Studying Economics has given Amelia Bell a new way of looking at the world.
“It puts a different lens on everything. It’s more a way of thinking than just memorising information. That’s what I love.”
Amelia, who has a double degree in Economics and Marketing, was drawn to Economics in her third year while on an exchange to Dublin College.
Once back at Otago, Amelia took papers on the economics of health and education, urban and regional economics, and industrial innovation, which have proven useful for her job as a policy analyst in the Strategy and Governance Group at the Ministry of Business, Innovation and Employment.
“These papers gave me a bit of theoretical knowledge on both how economic development happens and on the government’s role in the economy.''
Amelia was selected for her job as part of a graduate recruitment scheme. Highlights so far have included a placement in a minister's office at the Beehive and working on the Consumer Law Reform Bill.
“The Bill will update consumer laws to deal with modern trading practices such as online auctions and supermarket self-checkouts.
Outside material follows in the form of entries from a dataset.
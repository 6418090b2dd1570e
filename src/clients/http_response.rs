//! HTTP response types for the Render API client.
//!
//! This module provides the [`HttpResponse`] envelope returned by the
//! transport for every successful call.

use std::collections::HashMap;

/// Parses a `retry-after` header value as whole seconds.
///
/// Only the leading digits count, so `"1.5"` is 1 and `"30s"` is 30.
/// Returns `None` when there are no leading digits or the value is zero,
/// so callers fall back to exponential backoff. HTTP-date values are not
/// supported.
#[must_use]
pub fn parse_retry_after(value: &str) -> Option<u64> {
    let value = value.trim_start();
    let value = value.strip_prefix('+').unwrap_or(value);
    let digits = value
        .find(|c: char| !c.is_ascii_digit())
        .map_or(value, |end| &value[..end]);
    digits.parse::<u64>().ok().filter(|secs| *secs > 0)
}

/// A successful response from the Render API.
///
/// `T` is the payload type; the transport returns raw JSON
/// (`serde_json::Value`) and resources convert it into typed models.
///
/// # Example
///
/// ```rust
/// use std::collections::HashMap;
/// use render_api::clients::HttpResponse;
/// use serde_json::json;
///
/// let mut headers = HashMap::new();
/// headers.insert("x-request-id".to_string(), vec!["req_1".to_string()]);
///
/// let response = HttpResponse::new(200, headers, Some(json!({"email": "a@b.c"})));
/// assert_eq!(response.request_id(), Some("req_1"));
/// assert!(response.is_ok());
/// ```
#[derive(Clone, Debug)]
pub struct HttpResponse<T = serde_json::Value> {
    /// The response payload. `None` for 204 and empty bodies.
    pub data: Option<T>,
    /// The HTTP status code.
    pub status: u16,
    /// Response headers, keyed by lower-cased name (headers may repeat).
    pub headers: HashMap<String, Vec<String>>,
}

impl<T> HttpResponse<T> {
    /// Creates a new response envelope.
    #[must_use]
    pub fn new(status: u16, headers: HashMap<String, Vec<String>>, data: Option<T>) -> Self {
        Self {
            data,
            status,
            headers,
        }
    }

    /// Returns `true` if the status code is in the 2xx range.
    #[must_use]
    pub const fn is_ok(&self) -> bool {
        self.status >= 200 && self.status <= 299
    }

    /// Returns the first value of a header, looked up case-insensitively.
    #[must_use]
    pub fn header(&self, name: &str) -> Option<&str> {
        self.headers
            .get(&name.to_ascii_lowercase())
            .and_then(|values| values.first())
            .map(String::as_str)
    }

    /// Returns the `x-request-id` header value, if present.
    ///
    /// Include this id when reporting problems to Render support.
    #[must_use]
    pub fn request_id(&self) -> Option<&str> {
        self.header("x-request-id")
    }

    /// Returns the `retry-after` hint in whole seconds, if present.
    #[must_use]
    pub fn retry_after(&self) -> Option<u64> {
        self.header("retry-after").and_then(parse_retry_after)
    }
}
I’m proud of our work on the Bill and am looking forward to seeing it become law.”
An interest in economic strategy helped Amelia and three of her friends reach the Asian Business Case Competition in Singapore in her fourth year at university, after success in the Otago and Christchurch rounds.
“You get given a folder with a scenario where a company faces an issue. We act as a consultant and tell them what they should do. We were locked up for almost two days.
"It helped being friends – it was intense being in such a confined space.''
It also helped that Amelia likes communal living. In her first year at Otago she lived at Arana Hall, in her second she flatted with seven girls and in her third she lived with six girls and seven boys.
“I’ve toned down a bit since then. I only live with five people now.”